Walter Raleigh Gilbert (16 September 1853 – 26 July 1924) was an English amateur cricketer who played first-class cricket for Middlesex and Gloucestershire between 1873 and 1886. A cousin of W. G. Grace, he played for Gloucestershire when, dominated by the Grace family, it was the leading county. Gilbert's best season was 1876, when he scored 205 not out for the county, but he was subsequently less successful. Closely connected with the United South of England Eleven, a professional touring team of which he eventually became secretary, Gilbert was financially affected by a declining interest in such teams. With insufficient income to continue as an amateur he became a professional in 1886, but played only one match before he was caught stealing from teammates in a minor match, ending his first-class career. After serving a 28-day prison sentence Gilbert moved to Canada, where he worked for the Land Titles Office in Calgary while remaining a prominent cricketer. He died aged 70 in 1924, but for nearly 60 years after his death, there seemed to be a conspiracy of silence over his fate.

Early life and career[edit]

Walter Gilbert was born in London on 16 September 1853.[1] He spent some time living in Downend with his maternal aunt, Martha Grace, the mother of W. G. Grace, as a result of which he became friendly with Grace and his brothers.[2] Between 1869 and 1871 Gilbert made several appearances in minor cricket for teams representing Worcestershire and went on to play for the United South of England Eleven, one of several fully professional teams that toured the country playing mainly minor matches.[3] In 1871 he made his first-class debut, playing as an amateur in a team chosen by W. G. Grace for a match against Kent.
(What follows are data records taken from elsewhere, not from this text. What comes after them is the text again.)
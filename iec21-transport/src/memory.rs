//! In-memory line for tests and meter simulation
//!
//! The line is shared between every clone of a [`MemoryTransport`], so a test
//! can hand one clone to a port and keep another to feed meter output and
//! inspect what the port wrote.

use crate::error::{Iec21Error, Iec21Result};
use crate::stream::{not_connected, StreamAccessor, TransportLayer};
use async_trait::async_trait;
use bytes::{Buf, Bytes, BytesMut};
use std::collections::VecDeque;
use std::sync::{Arc, Mutex, MutexGuard};
use std::time::Duration;
use tokio::sync::Notify;

#[derive(Debug, Default)]
struct MemoryLine {
    /// Pending meter output. Only the front chunk counts as arrived.
    input: VecDeque<Bytes>,
    written: BytesMut,
    baud_rate: u32,
    baud_rate_history: Vec<u32>,
    timeout: Option<Duration>,
    timeout_history: Vec<Option<Duration>>,
    closed: bool,
    fail_next_drain: bool,
}

impl MemoryLine {
    fn front(&mut self) -> Option<&mut Bytes> {
        while self.input.front().is_some_and(|chunk| chunk.is_empty()) {
            self.input.pop_front();
        }
        self.input.front_mut()
    }

    fn pop_byte(&mut self) -> Option<u8> {
        let chunk = self.front()?;
        let b = chunk[0];
        chunk.advance(1);
        Some(b)
    }
}

/// Scripted, cloneable in-memory line
#[derive(Debug, Clone)]
pub struct MemoryTransport {
    line: Arc<Mutex<MemoryLine>>,
    notify: Arc<Notify>,
}

impl MemoryTransport {
    /// Create an open line running at `baud_rate` with no pending input
    pub fn new(baud_rate: u32) -> Self {
        let line = MemoryLine {
            baud_rate,
            ..MemoryLine::default()
        };
        Self {
            line: Arc::new(Mutex::new(line)),
            notify: Arc::new(Notify::new()),
        }
    }

    fn line(&self) -> MutexGuard<'_, MemoryLine> {
        self.line.lock().unwrap_or_else(|poisoned| poisoned.into_inner())
    }

    /// Queue a chunk of meter output
    ///
    /// A chunk becomes visible to `bytes_available` once every earlier chunk
    /// has been consumed, which models bytes arriving over time.
    pub fn push_input(&self, bytes: impl Into<Bytes>) {
        self.line().input.push_back(bytes.into());
        self.notify.notify_waiters();
    }

    /// Total number of unread input bytes across all chunks
    pub fn remaining_input(&self) -> usize {
        self.line().input.iter().map(Bytes::len).sum()
    }

    /// Everything written to the line so far
    pub fn written(&self) -> Vec<u8> {
        self.line().written.to_vec()
    }

    /// Take and clear the written bytes
    pub fn take_written(&self) -> Vec<u8> {
        self.line().written.split().to_vec()
    }

    /// Every baud rate set through `set_baud_rate`, in order
    pub fn baud_rate_history(&self) -> Vec<u32> {
        self.line().baud_rate_history.clone()
    }

    /// Make the next `bytes_available` call fail, which fails the next drain
    pub fn fail_next_drain(&self) {
        self.line().fail_next_drain = true;
    }

    /// Every timeout set through `set_timeout`, in order
    pub fn timeout_history(&self) -> Vec<Option<Duration>> {
        self.line().timeout_history.clone()
    }
}

#[async_trait]
impl TransportLayer for MemoryTransport {
    async fn open(&mut self) -> Iec21Result<()> {
        let mut line = self.line();
        if !line.closed {
            return Err(Iec21Error::InvalidState(
                "Memory line has already been opened".to_string(),
            ));
        }
        line.closed = false;
        Ok(())
    }
}

#[async_trait]
impl StreamAccessor for MemoryTransport {
    async fn set_timeout(&mut self, timeout: Option<Duration>) -> Iec21Result<()> {
        let mut line = self.line();
        line.timeout = timeout;
        line.timeout_history.push(timeout);
        Ok(())
    }

    fn timeout(&self) -> Option<Duration> {
        self.line().timeout
    }

    async fn read_byte(&mut self) -> Iec21Result<u8> {
        let notify = self.notify.clone();
        loop {
            // Registered before the line is inspected so a push in between is not lost
            let notified = notify.notified();
            let timeout = {
                let mut line = self.line();
                if line.closed {
                    return Err(not_connected("Memory line"));
                }
                if let Some(b) = line.pop_byte() {
                    return Ok(b);
                }
                line.timeout
            };
            match timeout {
                Some(timeout) => {
                    if tokio::time::timeout(timeout, notified).await.is_err() {
                        return Err(Iec21Error::Timeout);
                    }
                }
                None => notified.await,
            }
        }
    }

    fn bytes_available(&self) -> Iec21Result<usize> {
        let mut line = self.line();
        if line.closed {
            return Err(not_connected("Memory line"));
        }
        if line.fail_next_drain {
            line.fail_next_drain = false;
            return Err(Iec21Error::Connection(std::io::Error::other(
                "Memory line input buffer unavailable",
            )));
        }
        Ok(line.front().map_or(0, |chunk| chunk.len()))
    }

    async fn read_available(&mut self, max: usize) -> Iec21Result<Vec<u8>> {
        let mut line = self.line();
        if line.closed {
            return Err(not_connected("Memory line"));
        }
        match line.front() {
            Some(chunk) => {
                let n = chunk.len().min(max);
                Ok(chunk.split_to(n).to_vec())
            }
            None => Ok(Vec::new()),
        }
    }

    async fn write_all(&mut self, buf: &[u8]) -> Iec21Result<()> {
        let mut line = self.line();
        if line.closed {
            return Err(not_connected("Memory line"));
        }
        line.written.extend_from_slice(buf);
        Ok(())
    }

    async fn flush(&mut self) -> Iec21Result<()> {
        Ok(())
    }

    async fn set_baud_rate(&mut self, baud_rate: u32) -> Iec21Result<()> {
        let mut line = self.line();
        if line.closed {
            return Err(not_connected("Memory line"));
        }
        line.baud_rate = baud_rate;
        line.baud_rate_history.push(baud_rate);
        Ok(())
    }

    fn baud_rate(&self) -> u32 {
        self.line().baud_rate
    }

    fn is_closed(&self) -> bool {
        self.line().closed
    }

    async fn close(&mut self) -> Iec21Result<()> {
        self.line().closed = true;
        self.notify.notify_waiters();
        Ok(())
    }
}
pub use iec21_core::error::{Iec21Error, Iec21Result};
//! Byte formatting helpers shared by the message layer

/// Format a single byte as `0xNN`
pub fn hex_byte(b: u8) -> String {
    format!("0x{:02X}", b)
}

/// Format a byte slice as space separated hex pairs
pub fn hex_bytes(bytes: &[u8]) -> String {
    bytes
        .iter()
        .map(|b| format!("{:02X}", b))
        .collect::<Vec<_>>()
        .join(" ")
}

/// Describe a byte for error messages: hex value plus the printable character, if any
pub fn describe_byte(b: u8) -> String {
    match b {
        b'\r' => format!("{} ('\\r')", hex_byte(b)),
        b'\n' => format!("{} ('\\n')", hex_byte(b)),
        0x20..=0x7E => format!("{} ('{}')", hex_byte(b), b as char),
        _ => hex_byte(b),
    }
}

/// Convert raw wire bytes to a string, one char per byte
///
/// The protocol is 7-bit ASCII; no charset validation is performed, any byte
/// maps to the char with the same code point.
pub fn ascii_string(bytes: &[u8]) -> String {
    bytes.iter().map(|&b| b as char).collect()
}

#[cfg(test)]
mod tests {
    use super::*;

    #[test]
    fn test_hex_formatting() {
        assert_eq!(hex_byte(0x2F), "0x2F");
        assert_eq!(hex_bytes(&[0x06, 0x30, 0x0D]), "06 30 0D");
        assert_eq!(hex_bytes(&[]), "");
    }

    #[test]
    fn test_describe_byte() {
        assert_eq!(describe_byte(b'/'), "0x2F ('/')");
        assert_eq!(describe_byte(b'\r'), "0x0D ('\\r')");
        assert_eq!(describe_byte(0x02), "0x02");
    }

    #[test]
    fn test_ascii_string() {
        assert_eq!(ascii_string(b"ELS"), "ELS");
        assert_eq!(ascii_string(&[]), "");
    }
}
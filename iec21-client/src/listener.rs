//! Mode D listener
//!
//! A mode D meter pushes `<identification> <data message>` on its own
//! schedule. The listener task owns the line, reads one frame after the other
//! and hands every result to the receiver returned by
//! [`Iec21Port::listen`](crate::Iec21Port::listen).
//!
//! A broken frame is reported as [`ListenEvent::Error`]; the task then throws
//! away whatever is buffered on the input and waits for the next frame.

use iec21_core::ascii::hex_bytes;
use iec21_core::{Iec21Error, Iec21Result};
use iec21_session::{DataMessage, IdentificationMessage, FRAGMENT_TIMEOUT};
use iec21_transport::{StreamAccessor, TransportLayer};
use std::sync::atomic::{AtomicBool, Ordering};
use std::sync::Arc;
use tokio::sync::{mpsc, watch};

/// Event delivered by the mode D listener
#[derive(Debug)]
pub enum ListenEvent {
    /// A complete data message was received
    Message(DataMessage),
    /// A frame could not be read; listening continues with the next frame
    Error(Iec21Error),
}

impl ListenEvent {
    pub fn is_message(&self) -> bool {
        matches!(self, ListenEvent::Message(_))
    }

    pub fn into_message(self) -> Option<DataMessage> {
        match self {
            ListenEvent::Message(message) => Some(message),
            ListenEvent::Error(_) => None,
        }
    }

    pub fn into_error(self) -> Option<Iec21Error> {
        match self {
            ListenEvent::Message(_) => None,
            ListenEvent::Error(e) => Some(e),
        }
    }
}

/// Read one mode D frame: identification followed by the data message
pub async fn read_mode_d_frame<S: StreamAccessor + ?Sized>(
    stream: &mut S,
) -> Iec21Result<DataMessage> {
    let identification = IdentificationMessage::read(stream).await?.into_mode_d();
    DataMessage::read_mode_d(stream, &identification, FRAGMENT_TIMEOUT).await
}

/// Background task owning the line while listening
pub(crate) struct ModeDListener<T: TransportLayer> {
    pub(crate) transport: T,
    pub(crate) closed: Arc<AtomicBool>,
    pub(crate) shutdown: watch::Receiver<bool>,
    pub(crate) events: mpsc::Sender<ListenEvent>,
    pub(crate) verbose: bool,
}

impl<T: TransportLayer> ModeDListener<T> {
    pub(crate) async fn run(mut self) {
        log::info!("Listening for mode D messages at {} baud", self.transport.baud_rate());

        loop {
            if self.closed.load(Ordering::Acquire) {
                break;
            }

            let result = tokio::select! {
                _ = self.shutdown.changed() => break,
                result = read_mode_d_frame(&mut self.transport) => result,
            };

            let event = match result {
                Ok(message) => {
                    if self.verbose {
                        log::debug!("Received mode D {}", message);
                    }
                    ListenEvent::Message(message)
                }
                Err(e) => {
                    if self.closed.load(Ordering::Acquire) || self.transport.is_closed() {
                        break;
                    }
                    log::warn!("Error while listening for mode D messages: {}", e);
                    ListenEvent::Error(e)
                }
            };
            let failed = matches!(event, ListenEvent::Error(_));

            let delivered = tokio::select! {
                _ = self.shutdown.changed() => break,
                sent = self.events.send(event) => sent.is_ok(),
            };
            if !delivered {
                log::info!("Listener event receiver dropped");
                break;
            }

            if failed {
                self.resynchronize().await;
            }
        }

        // The line is gone once the task ends, whoever asked for it
        self.closed.store(true, Ordering::Release);
        if let Err(e) = self.transport.close().await {
            log::warn!("Error closing line after listening: {}", e);
        }
        log::info!("Stopped listening for mode D messages");
    }

    /// Discard the rest of a broken frame; failures are ignored
    async fn resynchronize(&mut self) {
        match self.transport.drain_input().await {
            Ok(discarded) if self.verbose && !discarded.is_empty() => {
                log::debug!("Discarded {} bytes: {}", discarded.len(), hex_bytes(&discarded));
            }
            Ok(_) => {}
            Err(e) => {
                if self.verbose {
                    log::debug!("Ignoring error while draining input: {}", e);
                }
            }
        }
    }
}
He scored 13 and 1, kept wicket in at least the first innings, held two catches, and achieved a stumping.[4] By virtue of his London birth, Gilbert was qualified to play cricket for Middlesex. He made nine appearances for the county during the 1873 and 1874 seasons, achieving a highest score of 49, averaging 17.40 with the bat and taking two wickets.[5][6] His first score of over fifty runs in first-class matches came for the United South of England XI, for whom he continued to play regularly, against the United North of England XI in 1874. He also achieved some success as a bowler, taking five wickets for W. G. Grace's team against Kent in 1873.[3]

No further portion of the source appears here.